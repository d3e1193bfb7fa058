//! Project Configuration
//!
//! Builds the immutable per-invocation configuration from string-typed
//! build properties and resolves the Android SDK root.

use std::collections::HashMap;
use std::path::PathBuf;

use serde::{Deserialize, Serialize};
use tracing::{debug, warn};

use crate::error::{DepsError, Result};

/// Build property keys recognized by [`ProjectConfig::from_properties`].
pub mod properties {
    pub const TARGET_FRAMEWORK_VERSION: &str = "TargetFrameworkVersion";
    pub const CONFIGURATION: &str = "Configuration";
    pub const AOT_ASSEMBLIES: &str = "AotAssemblies";
    pub const ENABLE_LLVM: &str = "EnableLLVM";
    pub const BUNDLE_ASSEMBLIES: &str = "BundleAssemblies";
    pub const ENABLE_PROFILED_AOT: &str = "AndroidEnableProfiledAot";
    pub const USE_LATEST_PLATFORM: &str = "AndroidUseLatestPlatformSdk";
    pub const BUILD_TOOLS_VERSION: &str = "AndroidSdkBuildToolsVersion";
    pub const SDK_DIRECTORY: &str = "AndroidSdkDirectory";
    pub const REFERENCES_ROOT: &str = "TargetFrameworkRootPath";
}

/// Project configuration driving dependency calculation.
///
/// Created once per build invocation and never mutated afterwards.
#[derive(Debug, Clone, Default, PartialEq, Eq, Serialize, Deserialize)]
pub struct ProjectConfig {
    /// Target framework version string, e.g. "v8.0"
    pub target_framework_version: Option<String>,
    /// Release (true) or debug (false) build
    pub release: bool,
    /// Ahead-of-time compilation of assemblies
    pub aot_assemblies: bool,
    /// LLVM code generation
    pub enable_llvm: bool,
    /// Profiled (runtime-assisted) AOT
    pub profiled_aot: bool,
    /// Bundle assemblies into a native library
    pub bundle_assemblies: bool,
    /// Target the latest known platform instead of an explicit version
    pub use_latest_platform: bool,
    /// Build-tools version pinned by the project, if any
    pub build_tools_version: Option<String>,
    /// Explicit SDK root from project properties
    pub sdk_root: Option<PathBuf>,
    /// Framework references root from project properties
    pub references_root: Option<PathBuf>,
}

impl ProjectConfig {
    /// Build a configuration from string-typed build properties.
    ///
    /// Unknown keys are ignored; flag values are parsed case-insensitively
    /// ("true"/"True"). Missing flags default to false.
    pub fn from_properties(props: &HashMap<String, String>) -> Self {
        let get = |key: &str| props.get(key).map(|v| v.trim()).filter(|v| !v.is_empty());

        let config = Self {
            target_framework_version: get(properties::TARGET_FRAMEWORK_VERSION)
                .map(str::to_string),
            release: get(properties::CONFIGURATION)
                .map(|v| v.eq_ignore_ascii_case("release"))
                .unwrap_or(false),
            aot_assemblies: parse_flag(get(properties::AOT_ASSEMBLIES)),
            enable_llvm: parse_flag(get(properties::ENABLE_LLVM)),
            profiled_aot: parse_flag(get(properties::ENABLE_PROFILED_AOT)),
            bundle_assemblies: parse_flag(get(properties::BUNDLE_ASSEMBLIES)),
            use_latest_platform: parse_flag(get(properties::USE_LATEST_PLATFORM)),
            build_tools_version: get(properties::BUILD_TOOLS_VERSION).map(str::to_string),
            sdk_root: get(properties::SDK_DIRECTORY).map(PathBuf::from),
            references_root: get(properties::REFERENCES_ROOT).map(PathBuf::from),
        };

        debug!("Project configuration: {:?}", config);
        config
    }

    /// Resolve the target platform API level.
    ///
    /// Uses `latest_known_platform` when the project opts into the latest
    /// platform, otherwise maps the explicit framework version.
    pub fn resolve_target_api(&self, latest_known_platform: u32) -> Result<u32> {
        if self.use_latest_platform {
            return Ok(latest_known_platform);
        }

        let version = self.target_framework_version.as_deref().ok_or_else(|| {
            DepsError::Configuration(
                "TargetFrameworkVersion is not set and the latest platform is not requested"
                    .to_string(),
            )
        })?;

        api_level_for_framework(version).ok_or_else(|| {
            DepsError::Configuration(format!("Unknown TargetFrameworkVersion '{}'", version))
        })
    }
}

fn parse_flag(value: Option<&str>) -> bool {
    value.map(|v| v.eq_ignore_ascii_case("true")).unwrap_or(false)
}

/// Map a target framework version string to an Android API level.
pub fn api_level_for_framework(version: &str) -> Option<u32> {
    match version.trim() {
        "v4.4" => Some(19),
        "v5.0" => Some(21),
        "v5.1" => Some(22),
        "v6.0" => Some(23),
        "v7.0" => Some(24),
        "v7.1" => Some(25),
        "v8.0" => Some(26),
        "v8.1" => Some(27),
        "v9.0" => Some(28),
        "v10.0" => Some(29),
        "v11.0" => Some(30),
        "v12.0" => Some(31),
        "v12.1" => Some(32),
        "v13.0" => Some(33),
        "v14.0" => Some(34),
        "v15.0" => Some(35),
        _ => None,
    }
}

/// Resolves the SDK root once per build invocation.
///
/// Environment variables are snapshotted at construction and treated as
/// immutable for the invocation's duration; nothing here mutates process
/// environment.
#[derive(Debug, Clone)]
pub struct SdkRootResolver {
    env_root: Option<PathBuf>,
}

impl SdkRootResolver {
    /// Snapshot the environment-provided SDK root, if any.
    pub fn from_env() -> Self {
        let env_root = ["ANDROID_SDK_PATH", "ANDROID_SDK_ROOT", "ANDROID_HOME"]
            .iter()
            .find_map(|var| std::env::var_os(var).map(PathBuf::from));

        Self { env_root }
    }

    /// Create a resolver with a fixed environment override (used by tests
    /// and embedders that manage their own environment).
    pub fn with_override(root: Option<PathBuf>) -> Self {
        Self { env_root: root }
    }

    /// Resolve the SDK root: explicit project configuration beats the
    /// environment snapshot, which beats well-known per-OS locations.
    ///
    /// The returned path may not exist; a missing root is a legitimate
    /// starting state for installation flows.
    pub fn resolve(&self, config: &ProjectConfig) -> Option<PathBuf> {
        if let Some(root) = &config.sdk_root {
            debug!("SDK root from project configuration: {:?}", root);
            return Some(root.clone());
        }

        if let Some(root) = &self.env_root {
            debug!("SDK root from environment: {:?}", root);
            return Some(root.clone());
        }

        let found = Self::well_known_candidates().into_iter().find(|p| p.exists());
        if found.is_none() {
            warn!("No Android SDK root configured and none found in well-known locations");
        }
        found
    }

    /// Well-known SDK locations, in probe order.
    fn well_known_candidates() -> Vec<PathBuf> {
        let mut candidates = Vec::new();

        if cfg!(windows) {
            if let Some(home) = dirs::home_dir() {
                candidates.push(home.join("AppData").join("Local").join("Android").join("Sdk"));
            }
            if let Some(local) = dirs::data_local_dir() {
                candidates.push(local.join("Android").join("Sdk"));
            }
            candidates.push(PathBuf::from(r"C:\Android\sdk"));
        }

        if cfg!(unix) {
            if let Some(home) = dirs::home_dir() {
                candidates.push(home.join("Android").join("Sdk"));
                candidates.push(home.join("android-sdk"));
            }
            candidates.push(PathBuf::from("/opt/android-sdk"));
            candidates.push(PathBuf::from("/usr/local/android-sdk"));
        }

        candidates
    }
}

================

## Task details
The answer consists of every line above in which the word "join" occurs.

## Answer section
                candidates.push(home.join("AppData").join("Local").join("Android").join("Sdk"));
                candidates.push(local.join("Android").join("Sdk"));
                candidates.push(home.join("Android").join("Sdk"));
                candidates.push(home.join("android-sdk"));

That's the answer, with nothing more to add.